What is expected: For the records that follow, please set down exactly the lines between the one holding "use std::sync::Arc;" and the one holding "let t = self.state[1] << 17;", inclusive, and only those.

Exercise inputs:

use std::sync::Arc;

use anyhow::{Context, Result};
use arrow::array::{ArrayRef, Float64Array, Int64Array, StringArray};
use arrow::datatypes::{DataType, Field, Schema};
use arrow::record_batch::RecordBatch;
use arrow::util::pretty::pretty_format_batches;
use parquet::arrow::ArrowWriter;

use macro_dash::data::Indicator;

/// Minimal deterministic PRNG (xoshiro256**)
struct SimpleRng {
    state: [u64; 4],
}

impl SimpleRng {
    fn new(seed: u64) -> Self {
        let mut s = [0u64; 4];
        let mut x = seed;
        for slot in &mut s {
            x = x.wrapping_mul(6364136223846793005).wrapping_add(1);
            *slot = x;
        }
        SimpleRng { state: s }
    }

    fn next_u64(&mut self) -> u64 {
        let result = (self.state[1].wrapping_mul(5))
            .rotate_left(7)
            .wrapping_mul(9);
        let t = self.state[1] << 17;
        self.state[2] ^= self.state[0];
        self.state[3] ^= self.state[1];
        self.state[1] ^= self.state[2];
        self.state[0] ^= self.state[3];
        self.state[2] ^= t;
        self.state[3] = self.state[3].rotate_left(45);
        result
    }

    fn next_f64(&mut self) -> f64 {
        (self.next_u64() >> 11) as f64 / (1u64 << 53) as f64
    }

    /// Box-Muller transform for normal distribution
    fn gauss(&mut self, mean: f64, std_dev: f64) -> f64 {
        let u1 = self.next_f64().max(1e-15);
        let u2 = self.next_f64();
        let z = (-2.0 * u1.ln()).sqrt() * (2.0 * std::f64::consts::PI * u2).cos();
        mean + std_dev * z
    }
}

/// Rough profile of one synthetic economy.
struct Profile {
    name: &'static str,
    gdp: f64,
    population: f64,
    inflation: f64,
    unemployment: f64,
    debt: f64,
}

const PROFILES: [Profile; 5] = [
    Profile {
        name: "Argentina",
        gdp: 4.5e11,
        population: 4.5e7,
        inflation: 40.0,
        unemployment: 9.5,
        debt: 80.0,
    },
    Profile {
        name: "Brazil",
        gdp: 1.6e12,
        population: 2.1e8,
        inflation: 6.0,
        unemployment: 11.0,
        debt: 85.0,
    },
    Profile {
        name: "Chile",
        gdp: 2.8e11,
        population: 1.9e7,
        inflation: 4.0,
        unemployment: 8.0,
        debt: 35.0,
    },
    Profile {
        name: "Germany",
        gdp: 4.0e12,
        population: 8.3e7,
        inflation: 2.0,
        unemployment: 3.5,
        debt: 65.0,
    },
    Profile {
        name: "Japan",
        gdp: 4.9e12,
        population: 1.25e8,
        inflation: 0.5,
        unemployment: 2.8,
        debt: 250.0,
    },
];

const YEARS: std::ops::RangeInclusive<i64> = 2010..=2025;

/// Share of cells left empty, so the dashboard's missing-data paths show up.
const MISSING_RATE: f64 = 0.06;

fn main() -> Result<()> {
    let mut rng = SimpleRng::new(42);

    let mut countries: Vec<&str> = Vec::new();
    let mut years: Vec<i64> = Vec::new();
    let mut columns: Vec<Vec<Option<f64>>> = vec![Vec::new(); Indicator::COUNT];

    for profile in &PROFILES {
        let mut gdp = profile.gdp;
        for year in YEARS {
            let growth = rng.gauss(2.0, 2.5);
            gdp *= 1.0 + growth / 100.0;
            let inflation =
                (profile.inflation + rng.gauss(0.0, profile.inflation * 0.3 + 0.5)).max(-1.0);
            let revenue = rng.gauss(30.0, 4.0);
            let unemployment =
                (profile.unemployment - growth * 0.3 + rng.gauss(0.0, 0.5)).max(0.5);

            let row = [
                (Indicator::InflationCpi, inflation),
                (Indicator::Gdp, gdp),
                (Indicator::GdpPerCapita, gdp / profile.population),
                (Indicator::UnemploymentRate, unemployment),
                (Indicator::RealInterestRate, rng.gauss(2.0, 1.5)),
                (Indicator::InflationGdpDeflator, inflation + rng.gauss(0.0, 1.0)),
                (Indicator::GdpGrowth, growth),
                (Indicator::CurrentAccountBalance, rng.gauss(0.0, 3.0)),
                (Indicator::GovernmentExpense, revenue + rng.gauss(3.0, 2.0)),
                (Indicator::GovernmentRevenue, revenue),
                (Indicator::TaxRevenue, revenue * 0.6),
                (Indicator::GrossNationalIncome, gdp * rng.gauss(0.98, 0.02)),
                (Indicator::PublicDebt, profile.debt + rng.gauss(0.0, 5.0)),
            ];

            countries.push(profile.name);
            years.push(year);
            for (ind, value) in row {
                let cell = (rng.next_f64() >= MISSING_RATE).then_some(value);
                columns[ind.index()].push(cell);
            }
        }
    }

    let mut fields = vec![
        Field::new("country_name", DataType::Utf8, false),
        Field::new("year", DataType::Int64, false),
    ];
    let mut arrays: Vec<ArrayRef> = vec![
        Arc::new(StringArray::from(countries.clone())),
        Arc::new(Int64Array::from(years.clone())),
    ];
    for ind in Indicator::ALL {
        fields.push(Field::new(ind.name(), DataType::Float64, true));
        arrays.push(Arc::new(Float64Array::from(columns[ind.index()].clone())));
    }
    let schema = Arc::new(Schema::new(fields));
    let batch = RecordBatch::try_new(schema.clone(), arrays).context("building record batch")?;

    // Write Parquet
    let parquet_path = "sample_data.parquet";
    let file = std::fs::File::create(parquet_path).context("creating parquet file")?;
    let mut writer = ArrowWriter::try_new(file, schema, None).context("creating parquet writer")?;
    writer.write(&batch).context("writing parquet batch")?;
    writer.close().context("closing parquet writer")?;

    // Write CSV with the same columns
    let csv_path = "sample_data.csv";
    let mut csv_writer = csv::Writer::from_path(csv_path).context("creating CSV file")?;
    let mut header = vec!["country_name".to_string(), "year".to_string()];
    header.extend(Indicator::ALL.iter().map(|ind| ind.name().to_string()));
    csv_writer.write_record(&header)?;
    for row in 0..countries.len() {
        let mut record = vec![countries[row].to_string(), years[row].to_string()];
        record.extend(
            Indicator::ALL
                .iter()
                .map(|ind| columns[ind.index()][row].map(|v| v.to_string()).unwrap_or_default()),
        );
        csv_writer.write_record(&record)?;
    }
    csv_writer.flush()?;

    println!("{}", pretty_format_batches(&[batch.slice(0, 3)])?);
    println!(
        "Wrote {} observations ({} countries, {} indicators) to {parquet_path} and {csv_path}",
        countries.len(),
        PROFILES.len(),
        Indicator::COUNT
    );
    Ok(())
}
==
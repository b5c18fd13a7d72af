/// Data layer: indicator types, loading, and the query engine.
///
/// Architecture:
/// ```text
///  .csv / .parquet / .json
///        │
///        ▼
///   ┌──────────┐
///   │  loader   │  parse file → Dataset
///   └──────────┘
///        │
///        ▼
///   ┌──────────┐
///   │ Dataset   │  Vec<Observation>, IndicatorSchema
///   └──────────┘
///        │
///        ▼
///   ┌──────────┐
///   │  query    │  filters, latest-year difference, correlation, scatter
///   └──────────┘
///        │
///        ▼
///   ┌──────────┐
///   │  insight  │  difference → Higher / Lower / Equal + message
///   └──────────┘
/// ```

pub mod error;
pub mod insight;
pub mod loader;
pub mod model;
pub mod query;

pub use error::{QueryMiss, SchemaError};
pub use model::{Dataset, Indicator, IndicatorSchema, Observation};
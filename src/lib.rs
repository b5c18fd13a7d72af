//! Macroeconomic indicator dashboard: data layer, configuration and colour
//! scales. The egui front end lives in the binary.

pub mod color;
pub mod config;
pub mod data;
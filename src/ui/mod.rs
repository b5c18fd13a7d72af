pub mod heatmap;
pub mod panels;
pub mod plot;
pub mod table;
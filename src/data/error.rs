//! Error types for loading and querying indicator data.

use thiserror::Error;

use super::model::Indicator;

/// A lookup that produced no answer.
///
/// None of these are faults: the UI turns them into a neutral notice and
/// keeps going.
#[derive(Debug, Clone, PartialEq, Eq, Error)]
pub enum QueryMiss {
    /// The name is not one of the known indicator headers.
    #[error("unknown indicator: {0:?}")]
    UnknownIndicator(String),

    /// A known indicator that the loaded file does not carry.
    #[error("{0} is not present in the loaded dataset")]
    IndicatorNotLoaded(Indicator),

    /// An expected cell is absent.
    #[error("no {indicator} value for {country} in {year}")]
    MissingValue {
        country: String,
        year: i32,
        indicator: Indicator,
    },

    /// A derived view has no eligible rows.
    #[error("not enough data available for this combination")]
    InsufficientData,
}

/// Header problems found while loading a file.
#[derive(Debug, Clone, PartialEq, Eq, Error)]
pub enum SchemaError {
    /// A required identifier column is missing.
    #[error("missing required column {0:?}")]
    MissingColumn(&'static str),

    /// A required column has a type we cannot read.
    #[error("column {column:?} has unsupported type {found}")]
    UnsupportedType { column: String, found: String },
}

Reply:
use std::sync::Arc;

use anyhow::{Context, Result};
use arrow::array::{ArrayRef, Float64Array, Int64Array, StringArray};
use arrow::datatypes::{DataType, Field, Schema};
use arrow::record_batch::RecordBatch;
use arrow::util::pretty::pretty_format_batches;
use parquet::arrow::ArrowWriter;

use macro_dash::data::Indicator;

/// Minimal deterministic PRNG (xoshiro256**)
struct SimpleRng {
    state: [u64; 4],
}

impl SimpleRng {
    fn new(seed: u64) -> Self {
        let mut s = [0u64; 4];
        let mut x = seed;
        for slot in &mut s {
            x = x.wrapping_mul(6364136223846793005).wrapping_add(1);
            *slot = x;
        }
        SimpleRng { state: s }
    }

    fn next_u64(&mut self) -> u64 {
        let result = (self.state[1].wrapping_mul(5))
            .rotate_left(7)
            .wrapping_mul(9);
        let t = self.state[1] << 17;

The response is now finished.